-- Material supplied follows --

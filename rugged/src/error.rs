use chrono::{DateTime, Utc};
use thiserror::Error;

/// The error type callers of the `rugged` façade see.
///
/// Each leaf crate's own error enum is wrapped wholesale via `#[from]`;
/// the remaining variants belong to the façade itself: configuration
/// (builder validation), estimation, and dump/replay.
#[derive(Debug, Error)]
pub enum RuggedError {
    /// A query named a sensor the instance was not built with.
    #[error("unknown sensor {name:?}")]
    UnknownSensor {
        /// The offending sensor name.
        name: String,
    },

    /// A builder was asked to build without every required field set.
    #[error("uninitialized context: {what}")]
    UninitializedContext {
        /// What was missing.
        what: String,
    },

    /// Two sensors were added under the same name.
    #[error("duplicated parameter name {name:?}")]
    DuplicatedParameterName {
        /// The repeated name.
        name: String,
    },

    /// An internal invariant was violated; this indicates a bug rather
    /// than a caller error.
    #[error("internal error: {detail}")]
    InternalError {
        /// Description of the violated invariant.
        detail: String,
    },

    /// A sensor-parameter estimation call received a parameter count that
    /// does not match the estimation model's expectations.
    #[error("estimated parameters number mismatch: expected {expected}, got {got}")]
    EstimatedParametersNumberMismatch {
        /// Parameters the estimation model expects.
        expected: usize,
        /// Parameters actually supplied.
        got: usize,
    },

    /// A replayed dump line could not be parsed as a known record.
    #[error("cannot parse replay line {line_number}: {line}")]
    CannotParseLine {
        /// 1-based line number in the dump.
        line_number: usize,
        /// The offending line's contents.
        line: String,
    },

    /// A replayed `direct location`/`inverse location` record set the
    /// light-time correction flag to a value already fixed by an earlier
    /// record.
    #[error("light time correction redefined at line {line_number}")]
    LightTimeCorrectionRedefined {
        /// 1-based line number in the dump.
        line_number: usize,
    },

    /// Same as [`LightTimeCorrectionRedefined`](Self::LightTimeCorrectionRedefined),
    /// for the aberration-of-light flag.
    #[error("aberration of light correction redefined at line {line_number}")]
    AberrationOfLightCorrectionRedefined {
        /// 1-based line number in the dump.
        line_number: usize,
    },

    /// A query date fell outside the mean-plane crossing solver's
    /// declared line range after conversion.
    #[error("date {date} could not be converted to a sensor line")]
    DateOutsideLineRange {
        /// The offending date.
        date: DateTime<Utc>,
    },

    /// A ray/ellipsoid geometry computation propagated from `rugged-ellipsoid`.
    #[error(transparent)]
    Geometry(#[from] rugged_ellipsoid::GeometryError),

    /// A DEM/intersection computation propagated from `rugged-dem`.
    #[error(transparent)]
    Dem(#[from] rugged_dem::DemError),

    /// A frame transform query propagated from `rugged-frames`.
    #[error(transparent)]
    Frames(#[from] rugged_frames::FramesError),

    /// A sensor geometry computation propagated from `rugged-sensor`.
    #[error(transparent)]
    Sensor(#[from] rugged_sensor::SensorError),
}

-- Material supplied concluded --

### What to produce
In the data above, start at the line that has "number mismatch: expected", stop after the line that has "the aberration-of-light flag.", and print every line in between exactly as it stands.

### Answer section
    #[error("estimated parameters number mismatch: expected {expected}, got {got}")]
    EstimatedParametersNumberMismatch {
        /// Parameters the estimation model expects.
        expected: usize,
        /// Parameters actually supplied.
        got: usize,
    },

    /// A replayed dump line could not be parsed as a known record.
    #[error("cannot parse replay line {line_number}: {line}")]
    CannotParseLine {
        /// 1-based line number in the dump.
        line_number: usize,
        /// The offending line's contents.
        line: String,
    },

    /// A replayed `direct location`/`inverse location` record set the
    /// light-time correction flag to a value already fixed by an earlier
    /// record.
    #[error("light time correction redefined at line {line_number}")]
    LightTimeCorrectionRedefined {
        /// 1-based line number in the dump.
        line_number: usize,
    },

    /// Same as [`LightTimeCorrectionRedefined`](Self::LightTimeCorrectionRedefined),
    /// for the aberration-of-light flag.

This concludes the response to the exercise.